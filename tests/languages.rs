//! Built-in and configured language packs driving navigation and edits.

use treepath::lang::QueryCategory;
use treepath::{
    config, EditError, Grammar, LanguagePack, LanguagePackRegistry, NormalizedKind, TreeEditor,
};
use std::path::Path;
use std::sync::Arc;

#[test]
fn extensions_select_packs() {
    let registry = LanguagePackRegistry::builtin();
    let cases = [
        ("app.ts", "typescript"),
        ("view.tsx", "tsx"),
        ("index.mjs", "javascript"),
        ("component.jsx", "javascript"),
        ("tool.py", "python"),
        ("main.rs", "rust"),
    ];
    for (file, language) in cases {
        assert_eq!(registry.for_path(Path::new(file)).unwrap().language, language, "{file}");
    }
    assert!(registry.for_path(Path::new("notes.txt")).is_err());
    assert!(registry.for_path(Path::new("Makefile")).is_err());
}

#[test]
fn typescript_interface_append() {
    let source = "interface Shape {\n  area(): number;\n}\n";
    let editor = TreeEditor::for_language("ts", source).unwrap();

    let edited = editor.append_child("Shape", "perimeter(): number;").unwrap();
    assert_eq!(
        edited.text(),
        "interface Shape {\n  area(): number;\n  perimeter(): number;\n}\n"
    );
    let found = edited.find_nodes_by_semantic_path("Shape.perimeter");
    assert_eq!(found.len(), 1);
    assert_eq!(found[0].description, "perimeter method in interface Shape");
}

#[test]
fn tsx_uses_typescript_rules() {
    let source = "class Panel {\n  title: string = \"\";\n  render() { return <div />; }\n}\n";
    let editor = TreeEditor::for_language("tsx", source).unwrap();
    assert!(!editor.tree().has_errors());
    assert_eq!(
        editor.all_semantic_paths(),
        vec!["Panel", "Panel.title", "Panel.render"]
    );
}

#[test]
fn rust_struct_and_impl_share_a_name() {
    let source = "struct Counter {\n    count: u32,\n}\n\nimpl Counter {\n    fn bump(&mut self) {}\n}\n";
    let editor = TreeEditor::for_language("rust", source).unwrap();

    let err = editor.append_child("Counter", "fn reset(&mut self) {}").unwrap_err();
    assert!(matches!(err, EditError::AmbiguousPath { .. }));

    // the structural path picks the impl block
    let edited = editor
        .append_child("source_file[0]/impl_item[1]", "fn reset(&mut self) {\n    self.count = 0;\n}")
        .unwrap();
    assert!(edited.text().ends_with(
        "impl Counter {\n    fn bump(&mut self) {}\n    fn reset(&mut self) {\n        self.count = 0;\n    }\n}\n"
    ));
    assert!(edited.validate().is_ok());
    assert_eq!(edited.find_nodes_by_semantic_path("Counter.reset").len(), 1);
}

#[test]
fn nodes_by_kind_follow_the_kind_map() {
    let editor = TreeEditor::for_language(
        "python",
        "class A:\n    def one(self):\n        pass\n\n    def two(self):\n        pass\n",
    )
    .unwrap();
    let tree = editor.tree();
    assert_eq!(tree.find_nodes_by_kind(NormalizedKind::Class).len(), 1);
    assert_eq!(tree.find_nodes_by_type("function_definition").len(), 2);
}

#[test]
fn statements_are_not_declarations_by_kind() {
    let editor = TreeEditor::for_language("python", "class A:\n    x = 1\n\nprint(1)\n").unwrap();
    assert!(editor.tree().find_nodes_by_kind(NormalizedKind::Property).is_empty());
    // the property query still finds class-level assignments
    assert_eq!(editor.find_nodes_by_semantic_path("A.x")[0].kind, NormalizedKind::Property);

    let editor = TreeEditor::for_language("javascript", "let n = 1;\nconst f = () => n;\n").unwrap();
    assert!(editor.tree().find_nodes_by_kind(NormalizedKind::Function).is_empty());
    let f = editor.find_nodes_by_semantic_path("f");
    assert_eq!(f.len(), 1);
    assert_eq!(f[0].kind, NormalizedKind::Function);
    assert_eq!(f[0].description, "f function");
}

#[test]
fn derived_pack_composes_over_a_builtin() {
    let registry = LanguagePackRegistry::builtin();
    let js = registry.get("javascript").unwrap();

    let pack = js
        .derive("specs", Grammar::JavaScript)
        .with_query(
            QueryCategory::Blocks,
            r#"(call_expression
  function: (identifier) @callee
  arguments: (arguments . (string) @name)) @block"#,
        );
    let pack: Arc<LanguagePack> = Arc::new(pack);

    // blocks no longer need a callback argument
    let editor = TreeEditor::parse(&pack, "suite(\"io\");\nsuite(\"net\");\n").unwrap();
    assert_eq!(
        editor.all_semantic_paths(),
        vec![r#"suite("io")"#, r#"suite("net")"#]
    );
    // the base pack is untouched
    let base = TreeEditor::parse(&js, "suite(\"io\");\n").unwrap();
    assert!(base.all_semantic_paths().is_empty());
}

#[test]
fn configured_pack_is_used_for_its_extension() {
    let input = r#"
[meta]
name = "fixtures"

[[packs]]
language = "jsfixture"
extends = "javascript"
extensions = ["fixture"]
indent_unit = "    "
"#;
    let config = config::load_from_str(input).unwrap();
    let registry = config::merge_into(&config, LanguagePackRegistry::builtin()).unwrap();
    let pack = registry.for_path(Path::new("data.fixture")).unwrap();
    assert_eq!(pack.language, "jsfixture");

    let editor = TreeEditor::parse(&pack, "class A {}\n").unwrap();
    let edited = editor.append_child("A", "run() {}").unwrap();
    assert_eq!(edited.text(), "class A {\n    run() {}\n}\n");
}

#[test]
fn broken_queries_in_a_pack_match_nothing() {
    let js = LanguagePackRegistry::builtin().get("javascript").unwrap();
    let pack = Arc::new(
        js.derive("broken", Grammar::JavaScript)
            .with_query(QueryCategory::Properties, "(no_such_node) @property"),
    );
    let editor = TreeEditor::parse(&pack, "class A {\n  x = 1;\n  run() {}\n}\n").unwrap();
    assert_eq!(editor.all_semantic_paths(), vec!["A", "A.run"]);
}
use thiserror::Error;

#[derive(Error, Debug, Clone, PartialEq, Eq)]
pub enum PackError {
    #[error("unsupported language: {language}")]
    UnsupportedLanguage { language: String },

    #[error("language pack '{language}' extends unknown pack '{base}'")]
    UnknownBase { language: String, base: String },
}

• • • •

» Task description:
Where in the listing does the string "Grammar" appear? Copy every line that has it.

» Problem solution:
    config, EditError, Grammar, LanguagePack, LanguagePackRegistry, NormalizedKind, TreeEditor,
        .derive("specs", Grammar::JavaScript)
        js.derive("broken", Grammar::JavaScript)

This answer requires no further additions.